Realisasinya sungguh berat.

Berat.

Terlebih ada usaha yang tak mudah di sana, bukan sekadar menunggu sesuatu yang baik jatuh dari langit.

Tentu, kecewa pasti ada. Kesal pada keadaan? Sesekali pasti timbul. Dan, orang lain tidak perlu tahu. Memang tidak perlu tahu. Untuk apa juga mereka tahu, 'kan?

Apalagi, saat lingkungan sekitar tak mengerti diri kita. Memberi semangat hanya sekadar kata-kata, yang mungkin saat mendengarnya, lubuk hati kita bergumam, "Kalau hanya begitu, anak-anak pun bisa melakukannya." Sedikitpun tak muncul solusi darinya ke permukaan.
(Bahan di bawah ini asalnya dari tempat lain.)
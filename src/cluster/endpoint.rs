//! Node addresses and their canonical identity.

use std::fmt;
use std::hash::{Hash, Hasher};
use std::sync::Arc;

use url::{Host, Url};

use crate::{Error, Result};

const DEFAULT_PORT: u16 = 6379;
const CANONICAL_LOOPBACK: &str = "localhost";

/// Address of one cluster node.
///
/// The host is kept as given (so the client connects to exactly what it was
/// told), but equality, hashing and [`node_key`](NodeEndpoint::node_key) use
/// the canonical host, so `127.0.0.1:7000`, `[::1]:7000` and
/// `localhost:7000` are the same node.
#[derive(Debug, Clone)]
pub struct NodeEndpoint {
    host: String,
    port: u16,
}

impl NodeEndpoint {
    /// Creates an endpoint from a host and port.
    ///
    /// # Arguments
    ///
    /// * `host` - Hostname or IP literal (IPv6 without brackets)
    /// * `port` - TCP port
    pub fn new(host: impl Into<String>, port: u16) -> Self {
        Self {
            host: host.into(),
            port,
        }
    }

    /// Parses a bootstrap address.
    ///
    /// Accepts `host:port`, `[v6]:port` and `redis://host:port`. The port
    /// defaults to 6379.
    ///
    /// # Errors
    ///
    /// Returns [`Error::InvalidArgument`] for anything else.
    ///
    /// ```
    /// use slotmux::NodeEndpoint;
    ///
    /// let a = NodeEndpoint::parse("127.0.0.1:7000").unwrap();
    /// let b = NodeEndpoint::parse("redis://localhost:7000").unwrap();
    /// assert_eq!(a, b);
    /// assert_eq!(a.node_key(), "localhost:7000");
    /// ```
    pub fn parse(address: &str) -> Result<Self> {
        let address = address.trim();
        if address.is_empty() {
            return Err(Error::invalid_argument("empty node address"));
        }
        let url = if address.contains("://") {
            Url::parse(address)
        } else {
            Url::parse(&format!("redis://{address}"))
        }
        .map_err(|e| Error::invalid_argument(format!("invalid node address {address:?}: {e}")))?;

        if url.scheme() != "redis" {
            return Err(Error::invalid_argument(format!(
                "unsupported scheme {:?} in {address:?}, expected redis://",
                url.scheme()
            )));
        }

        let host = match url.host() {
            Some(Host::Domain(d)) if !d.is_empty() => d.to_string(),
            Some(Host::Ipv4(ip)) => ip.to_string(),
            Some(Host::Ipv6(ip)) => ip.to_string(),
            _ => {
                return Err(Error::invalid_argument(format!(
                    "missing host in {address:?}"
                )))
            }
        };

        Ok(Self::new(host, url.port().unwrap_or(DEFAULT_PORT)))
    }

    /// Parses the `host:port` part of a `MOVED`/`ASK` reply.
    ///
    /// The last `:` separates the port, so bare IPv6 literals work. An empty
    /// host means the node that sent the redirect.
    pub fn from_redirect(address: &str, replying: &NodeEndpoint) -> Option<Self> {
        let (host, port) = address.rsplit_once(':')?;
        let port = port.parse().ok()?;
        let host = host.trim_start_matches('[').trim_end_matches(']');
        if host.is_empty() {
            Some(Self::new(replying.host.clone(), port))
        } else {
            Some(Self::new(host, port))
        }
    }

    /// Host as configured or advertised.
    #[inline]
    pub fn host(&self) -> &str {
        &self.host
    }

    /// TCP port.
    #[inline]
    pub fn port(&self) -> u16 {
        self.port
    }

    /// Canonical `host:port` identity used as the node-pool key.
    pub fn node_key(&self) -> String {
        join(&canonical_host(&self.host), self.port)
    }

    /// Address string suitable for [`tokio::net::TcpStream::connect`].
    pub fn socket_address(&self) -> String {
        join(&self.host, self.port)
    }
}

impl PartialEq for NodeEndpoint {
    fn eq(&self, other: &Self) -> bool {
        self.port == other.port && canonical_host(&self.host) == canonical_host(&other.host)
    }
}

impl Eq for NodeEndpoint {}

impl Hash for NodeEndpoint {
    fn hash<H: Hasher>(&self, state: &mut H) {
        canonical_host(&self.host).hash(state);
        self.port.hash(state);
    }
}

impl fmt::Display for NodeEndpoint {
    fn fmt(&self, f: &mut fmt::Formatter<'_>) -> fmt::Result {
        f.write_str(&self.socket_address())
    }
}

/// Maps the loopback spellings onto one name and lowercases the rest.
pub fn canonical_host(host: &str) -> String {
    let host = host.trim_start_matches('[').trim_end_matches(']');
    match host.to_ascii_lowercase().as_str() {
        "127.0.0.1" | "::1" | "0:0:0:0:0:0:0:1" | "localhost" => CANONICAL_LOOPBACK.to_string(),
        other => other.to_string(),
    }
}

fn join(host: &str, port: u16) -> String {
    if host.contains(':') {
        format!("[{host}]:{port}")
    } else {
        format!("{host}:{port}")
    }
}

type TranslateFn = dyn Fn(&NodeEndpoint) -> NodeEndpoint + Send + Sync;

/// Optional remapping of node addresses advertised by the cluster.
///
/// Clusters behind NAT or port forwarding advertise addresses the client
/// cannot reach. The translator is applied to every primary returned by
/// `CLUSTER SLOTS` and to every redirect target.
///
/// ```
/// use slotmux::{AddressTranslator, NodeEndpoint};
///
/// let translator = AddressTranslator::new(|ep: &NodeEndpoint| {
///     NodeEndpoint::new("gateway.example", ep.port() + 10000)
/// });
/// let outside = translator.translate(NodeEndpoint::new("10.0.0.5", 7000));
/// assert_eq!(outside.node_key(), "gateway.example:17000");
/// ```
#[derive(Clone, Default)]
pub struct AddressTranslator(Option<Arc<TranslateFn>>);

impl AddressTranslator {
    /// Wraps a translation function.
    pub fn new<F>(f: F) -> Self
    where
        F: Fn(&NodeEndpoint) -> NodeEndpoint + Send + Sync + 'static,
    {
        Self(Some(Arc::new(f)))
    }

    /// The identity translator.
    pub fn identity() -> Self {
        Self(None)
    }

    /// Applies the translation, if any.
    pub fn translate(&self, endpoint: NodeEndpoint) -> NodeEndpoint {
        match &self.0 {
            Some(f) => f(&endpoint),
            None => endpoint,
        }
    }
}

impl fmt::Debug for AddressTranslator {
    fn fmt(&self, f: &mut fmt::Formatter<'_>) -> fmt::Result {
        let kind = if self.0.is_some() { "custom" } else { "identity" };
        f.debug_tuple("AddressTranslator").field(&kind).finish()
    }
}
Tak apa. Kita masih punya Dia. Percaya saja. Berdo'a? Itu lebih baik. Bermuhasabah? Jauh lebih baik. Bersyukur? Wajib. Jangan pernah menyalahkan siapa pun. Si-a-pa-pun. Ujian ini, sesuatu yang tak terduga sedikit pun ini, sudah tertulis, jauh, sangat jauh sebelum kita ada.

Tetaplah terus-menerus beri doktrin diri bahwa semua ini pasti, benar-benar pasti akan berakhir.

Tahu apa itu 'akhir'?

Iya, akan hilang. Bagai debu yang perlahan tak terlihat lagi molekul atomnya. Bagai asap yang membumbung tinggi lalu sekejap musnah ditelan angin. Bagai kecepatan cahaya yang dapat menembus objek kemudian gelap seketika saat celah masuknya tertutupi.

Yang tersisa? Hanyalah apa saja perbuatan, perkataan dan pikiran kita saat ujian itu datang. Penerimaan atau pemberontakan. Itu yang akan dinilai nanti, di masa depan yang lebih jauh dari sekadar cita-cita duniawi. Dan, inilah, ini, yang seharusnya disadari, direnungi dan diaplikasi.

Maka, untukmu wahai aku, selagi ujian ini masih menimpamu, perbaikilah adabmu pada-Nya.

Berikan yang terbaik agar nilaimu di kemudian hari, di kemudian tempat, di kemudian keadaan, akan memuaskanmu.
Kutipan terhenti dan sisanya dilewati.